Oysa Devleti tanımadan, Ankara’nın derinliklerini bilmeden, İYİ Parti’nin o dönemki Genel Başkanı Meral Akşener’in peşine takılarak, kendisini Beylikdüzü’nden alıp İBB Başkanı yapan Kemal Kılıçdaroğlu’na başkaldırması en büyük hatası idi.
O başkaldırdıkça Kemal Kılıçdaroğlu, ‘Belediye Başkanlarımız seçildikleri illere hizmet yapmakla görevlidirler’ diyerek, Cumhurbaşkanı aday adayı olmamaları yönünde mesajlarını verdi.
Kılıçdaroğlu böyle söyledikçe Ekrem İmamoğlu’nun, kendisine yakın anket firmaları ve gazetecilerin de ‘Aday olursan seçimi alırsın, Tayyip Erdoğan’dan seçimi bir tek seninle alabiliyoruz’ sözleri sebebiyle İmamoğlu vites büyüttü.
İmamoğlu’nun baskılarına rağmen dönemin SP Genel Başkanı Temel Karamollaoğlu’nun desteğiyle Kılıçdaroğlu Millet ittifakının Cumhurbaşkanı adayı olarak açıklandı.
Hatırlayın, Kılıçdaroğlu seçimi kaybettikten sonra da İBB Başkanı Ekrem İmamoğlu, ‘Değişimde fayda vardır’ diyerek partiyi kurultay sürecine sokan isimdi.
100’ün üzerinde delegesi olan İstanbul’u alınca işi zaten yarıladı. Ve Kılıçdaroğlu’na karşı Özgür Özel’i destekledi, seçilmesini de başardı.
Kılıçdaroğlu kaybedince de rövanşı almak için gemileri yaktı.
Cumhur ittifakını destekleyenler Emniyet ve Adliyelere bir belge taşıdı ise Kılıçdaroğlu ve arkadaşları iki taşıdılar.

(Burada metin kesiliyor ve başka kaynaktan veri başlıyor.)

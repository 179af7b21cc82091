//! Single-line replacement inside a [`TextBuffer`].
//!
//! The target line is drawn uniformly from the lines between a fixed-size
//! header region and the final line. Mutation is pure: the input buffer is
//! never touched and a failed call has no side effects.

use std::ops::RangeInclusive;

use serde::Serialize;
use tracing::debug;

use crate::buffer::TextBuffer;
use crate::error::{Error, Result};
use crate::generator::NameGenerator;
use crate::random::RandomSource;

/// Default number of leading lines excluded from mutation.
pub const DEFAULT_HEADER_LINES: usize = 2;

/// The result of replacing one line.
#[derive(Debug, Clone, PartialEq, Eq)]
pub struct Mutation {
    /// The buffer after the replacement.
    pub buffer: TextBuffer,
    /// Description of what changed.
    pub change: LineChange,
}

/// Which line changed and how, for display.
#[derive(Debug, Clone, PartialEq, Eq, Serialize)]
pub struct LineChange {
    /// 0-based index of the replaced line.
    pub index: usize,
    /// Content before the replacement.
    pub old_line: String,
    /// Content after the replacement.
    pub new_line: String,
}

impl LineChange {
    /// 1-based line number, as editors show it.
    #[must_use]
    pub const fn line_number(&self) -> usize {
        self.index + 1
    }

    /// Whether the generated line happens to equal the original.
    #[must_use]
    pub fn is_noop(&self) -> bool {
        self.old_line == self.new_line
    }
}

/// Compute the inclusive range of mutable indexes for a buffer.
///
/// # Errors
/// Returns [`Error::BufferTooShort`] if `len < header_lines + 3`.
pub fn mutation_targets(len: usize, header_lines: usize) -> Result<RangeInclusive<usize>> {
    let required = header_lines + 3;
    if len < required {
        return Err(Error::BufferTooShort {
            len,
            required,
            header_lines,
        });
    }
    Ok(header_lines..=len - 2)
}

/// Replaces one non-header, non-final line with generated prose.
#[derive(Debug, Clone, Copy, PartialEq, Eq)]
pub struct LineMutator {
    header_lines: usize,
}

impl Default for LineMutator {
    fn default() -> Self {
        Self::new(DEFAULT_HEADER_LINES)
    }
}

impl LineMutator {
    /// Create a mutator that skips `header_lines` leading lines.
    #[must_use]
    pub const fn new(header_lines: usize) -> Self {
        Self { header_lines }
    }

    /// Size of the excluded header region.
    #[must_use]
    pub const fn header_lines(&self) -> usize {
        self.header_lines
    }

    /// Replace one line of `buffer` with a fresh prose line.
    ///
    /// The target index is drawn before the replacement text.
    ///
    /// # Errors
    /// Returns [`Error::BufferTooShort`] if there is no mutable line.
    pub fn mutate<R: RandomSource>(
        &self,
        buffer: &TextBuffer,
        generator: &mut NameGenerator<R>,
    ) -> Result<Mutation> {
        let targets = mutation_targets(buffer.len(), self.header_lines)?;
        let index = generator.random_int(*targets.start(), *targets.end())?;
        let new_line = generator.prose_line()?;

        let mut next = buffer.clone();
        let old_line = next
            .replace(index, new_line.clone())
            .ok_or(Error::BufferTooShort {
                len: buffer.len(),
                required: self.header_lines + 3,
                header_lines: self.header_lines,
            })?;

        debug!(index, old = %old_line, new = %new_line, "mutated line");

        Ok(Mutation {
            buffer: next,
            change: LineChange {
                index,
                old_line,
                new_line,
            },
        })
    }
}

/// Replace one line of `buffer`, skipping `header_lines` leading lines.
///
/// # Errors
/// See [`LineMutator::mutate`].
pub fn mutate<R: RandomSource>(
    buffer: &TextBuffer,
    header_lines: usize,
    generator: &mut NameGenerator<R>,
) -> Result<Mutation> {
    LineMutator::new(header_lines).mutate(buffer, generator)
}
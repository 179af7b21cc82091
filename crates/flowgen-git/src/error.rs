//! Error types for flowgen-git.

use std::path::PathBuf;

/// Result type alias using [`Error`].
pub type Result<T> = std::result::Result<T, Error>;

/// Errors that can occur during git operations.
#[derive(Debug, thiserror::Error)]
pub enum Error {
    /// Not inside a git repository.
    #[error("not a git repository")]
    NotARepository,

    /// HEAD is detached (not on a branch).
    #[error("HEAD is detached - checkout a branch first")]
    DetachedHead,

    /// Branch not found.
    #[error("branch not found: {0}")]
    BranchNotFound(String),

    /// A path to stage lies outside the working directory.
    #[error("path is outside the working directory: {}", .0.display())]
    PathOutsideWorkdir(PathBuf),

    /// The command could not be started.
    #[error("failed to run `{command}`: {source}")]
    CommandSpawn {
        command: String,
        #[source]
        source: std::io::Error,
    },

    /// The command exited unsuccessfully.
    #[error("`{command}` failed with {}{}", exit_label(.code), stderr_suffix(.stderr))]
    CommandFailed {
        command: String,
        /// Exit code, if the process was not killed by a signal.
        code: Option<i32>,
        /// Captured stderr, empty when output was inherited.
        stderr: String,
    },

    /// Captured output was not UTF-8.
    #[error("`{0}` produced non-UTF-8 output")]
    InvalidUtf8(String),

    /// Underlying git2 error.
    #[error("git error: {0}")]
    Git2(#[from] git2::Error),
}

fn exit_label(code: &Option<i32>) -> String {
    code.map_or_else(|| "a signal".to_string(), |c| format!("exit code {c}"))
}

fn stderr_suffix(stderr: &str) -> String {
    if stderr.is_empty() {
        String::new()
    } else {
        format!(": {stderr}")
    }
}
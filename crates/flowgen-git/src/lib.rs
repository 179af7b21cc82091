//! # flowgen-git
//!
//! Git operations for flowgen. [`GitOps`] is implemented twice: [`GitCli`]
//! runs the `git` executable through an injectable [`CommandRunner`], and
//! [`Repository`] drives libgit2 in-process.

mod cli;
mod error;
mod repository;
mod runner;
mod traits;

pub use cli::GitCli;
pub use error::{Error, Result};
pub use repository::{Repository, discover_workdir};
pub use runner::{CommandRunner, CommandSpec, SystemRunner};
pub use traits::GitOps;
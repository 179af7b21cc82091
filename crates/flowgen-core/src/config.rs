//! Configuration management for flowgen.

use std::fs;
use std::path::{Path, PathBuf};

use serde::{Deserialize, Serialize};

use crate::error::{Error, Result};
use crate::generator::{CountRange, GeneratorConfig};
use crate::mutator::DEFAULT_HEADER_LINES;
use crate::vocabulary::{DEFAULT_BRANCH_PREFIXES, DEFAULT_COMMIT_TYPES, DEFAULT_WORDS, Vocabulary};

/// Name of the config file looked up at the repository root.
pub const CONFIG_FILE: &str = ".flowgen.toml";

/// flowgen configuration loaded from `.flowgen.toml`.
#[derive(Debug, Clone, Default, PartialEq, Eq, Serialize, Deserialize)]
pub struct Config {
    /// Run settings.
    #[serde(default)]
    pub general: GeneralConfig,

    /// Vocabularies and name shapes.
    #[serde(default)]
    pub naming: NamingConfig,

    /// Git backend selection.
    #[serde(default)]
    pub git: GitConfig,
}

impl Config {
    /// Load config from a TOML file. A missing file yields the defaults.
    ///
    /// # Errors
    /// Returns error if file can't be read or parsed.
    pub fn load(path: impl AsRef<Path>) -> Result<Self> {
        let path = path.as_ref();
        if !path.exists() {
            return Ok(Self::default());
        }

        let content = fs::read_to_string(path)?;
        toml::from_str(&content).map_err(|e| Error::ParseError {
            file: path.to_path_buf(),
            message: e.to_string(),
        })
    }

    /// Parse config from a TOML string.
    ///
    /// # Errors
    /// Returns error if the TOML is malformed.
    pub fn parse(content: &str) -> Result<Self> {
        Ok(toml::from_str(content)?)
    }

    /// Save config to a TOML file.
    ///
    /// # Errors
    /// Returns error if serialization or write fails.
    pub fn save(&self, path: impl AsRef<Path>) -> Result<()> {
        let content =
            toml::to_string_pretty(self).map_err(|e| std::io::Error::other(e.to_string()))?;
        fs::write(path, content)?;
        Ok(())
    }

    /// Build a validated generator configuration.
    ///
    /// # Errors
    /// Returns error if a vocabulary is empty or a range is invalid.
    pub fn generator_config(&self) -> Result<GeneratorConfig> {
        let naming = &self.naming;
        GeneratorConfig {
            words: Vocabulary::new("words", naming.words.iter().cloned())?,
            branch_prefixes: Vocabulary::new("branch_prefixes", naming.branch_prefixes.iter().cloned())?,
            commit_types: Vocabulary::new("commit_types", naming.commit_types.iter().cloned())?,
            ticket_prefix: naming.ticket_prefix.clone(),
            ticket_range: CountRange::new(naming.ticket_min, naming.ticket_max)?,
            kebab_words: naming.kebab_words,
            commit_words: naming.commit_words,
            prose_words: naming.prose_words,
        }
        .validate()
    }

    /// Range of commits made per run.
    ///
    /// # Errors
    /// Returns [`Error::InvalidRange`] if `min_commits > max_commits`.
    pub fn commit_range(&self) -> Result<CountRange> {
        CountRange::new(self.general.min_commits, self.general.max_commits)
    }
}

/// General run settings.
#[derive(Debug, Clone, PartialEq, Eq, Serialize, Deserialize)]
pub struct GeneralConfig {
    /// Text file mutated by each commit, relative to the repository root.
    #[serde(default = "default_text_file")]
    pub text_file: PathBuf,

    /// Leading lines never mutated.
    #[serde(default = "default_header_lines")]
    pub header_lines: usize,

    /// Fewest commits per run.
    #[serde(default = "default_min_commits")]
    pub min_commits: usize,

    /// Most commits per run.
    #[serde(default = "default_max_commits")]
    pub max_commits: usize,
}

impl Default for GeneralConfig {
    fn default() -> Self {
        Self {
            text_file: default_text_file(),
            header_lines: default_header_lines(),
            min_commits: default_min_commits(),
            max_commits: default_max_commits(),
        }
    }
}

fn default_text_file() -> PathBuf {
    PathBuf::from("text.md")
}

const fn default_header_lines() -> usize {
    DEFAULT_HEADER_LINES
}

const fn default_min_commits() -> usize {
    1
}

const fn default_max_commits() -> usize {
    3
}

/// Vocabularies and generated name shapes.
#[derive(Debug, Clone, PartialEq, Eq, Serialize, Deserialize)]
pub struct NamingConfig {
    #[serde(default = "default_ticket_prefix")]
    pub ticket_prefix: String,

    #[serde(default = "default_ticket_min")]
    pub ticket_min: usize,

    #[serde(default = "default_ticket_max")]
    pub ticket_max: usize,

    #[serde(default = "default_words")]
    pub words: Vec<String>,

    #[serde(default = "default_branch_prefixes")]
    pub branch_prefixes: Vec<String>,

    #[serde(default = "default_commit_types")]
    pub commit_types: Vec<String>,

    #[serde(default = "default_kebab_words")]
    pub kebab_words: CountRange,

    #[serde(default = "default_commit_words")]
    pub commit_words: CountRange,

    #[serde(default = "default_prose_words")]
    pub prose_words: CountRange,
}

impl Default for NamingConfig {
    fn default() -> Self {
        Self {
            ticket_prefix: default_ticket_prefix(),
            ticket_min: default_ticket_min(),
            ticket_max: default_ticket_max(),
            words: default_words(),
            branch_prefixes: default_branch_prefixes(),
            commit_types: default_commit_types(),
            kebab_words: default_kebab_words(),
            commit_words: default_commit_words(),
            prose_words: default_prose_words(),
        }
    }
}

fn default_ticket_prefix() -> String {
    "EAT".into()
}

const fn default_ticket_min() -> usize {
    1
}

const fn default_ticket_max() -> usize {
    9999
}

fn to_owned_list(words: &[&str]) -> Vec<String> {
    words.iter().map(|w| (*w).to_string()).collect()
}

fn default_words() -> Vec<String> {
    to_owned_list(DEFAULT_WORDS)
}

fn default_branch_prefixes() -> Vec<String> {
    to_owned_list(DEFAULT_BRANCH_PREFIXES)
}

fn default_commit_types() -> Vec<String> {
    to_owned_list(DEFAULT_COMMIT_TYPES)
}

const fn default_kebab_words() -> CountRange {
    CountRange { min: 2, max: 4 }
}

const fn default_commit_words() -> CountRange {
    CountRange { min: 3, max: 6 }
}

const fn default_prose_words() -> CountRange {
    CountRange { min: 8, max: 15 }
}

/// Which implementation performs git operations.
#[derive(Debug, Clone, Copy, Default, PartialEq, Eq, Serialize, Deserialize)]
#[serde(rename_all = "lowercase")]
pub enum GitBackend {
    /// Spawn the `git` executable.
    #[default]
    Cli,
    /// Use libgit2 in-process.
    Libgit2,
}

/// Git settings.
#[derive(Debug, Clone, Default, PartialEq, Eq, Serialize, Deserialize)]
pub struct GitConfig {
    #[serde(default)]
    pub backend: GitBackend,
}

Ekrem İmamoğlu’nun yanında Kılıçdaroğlu da yoktu.
Kemal Kılıçdaroğlu deyip geçmeyin.
Ankara Gazi Üniversitesinde Devlet Bahçeli ile sınıf arkadaşı olmuş, bu devlete 40 yıl Genel müdürlük dahil hizmet etmiş, hem Bürokrasiyi hem de siyaseti çözmüş bir lider..
Kemal Kılıçdaroğlu, tutuklandıktan sonra Ekrem İmamoğluna daha fazla sahip çıkacaktır. Tutuklama kararı CHP’lileri ve ‘Ekrem İmamoğlu İstanbul’da başarılı olamadı’ diyerek farklı yola girmeye hazırlananları, yeniden onun yanına veya CHP’ye döndürebilir.
Baba-Oğuldan, ‘Sırtımdan hançerlendim’ konumuna gelen ilişkiler belki bundan sonraki süreçte ‘zor günlerin dayanışması’ şeklinde geri gelecektir.
Gözaltı kararından sonra, Kılıçdaroğlu’nun Dilek İmamoğlu’nu evinde ziyaret etmesi bunun ilk adımıdır.
Ekrem İmamoğlu’na yönelik tutuklama kararı hukuki bir karar olmasına rağmen, siyasi sonuçları uzun yıllar etkili olacaktır.
Bilemeyiz, Devlet kendisini yönetmeye talip İmamoğlu’nu belki de testten geçiriyor!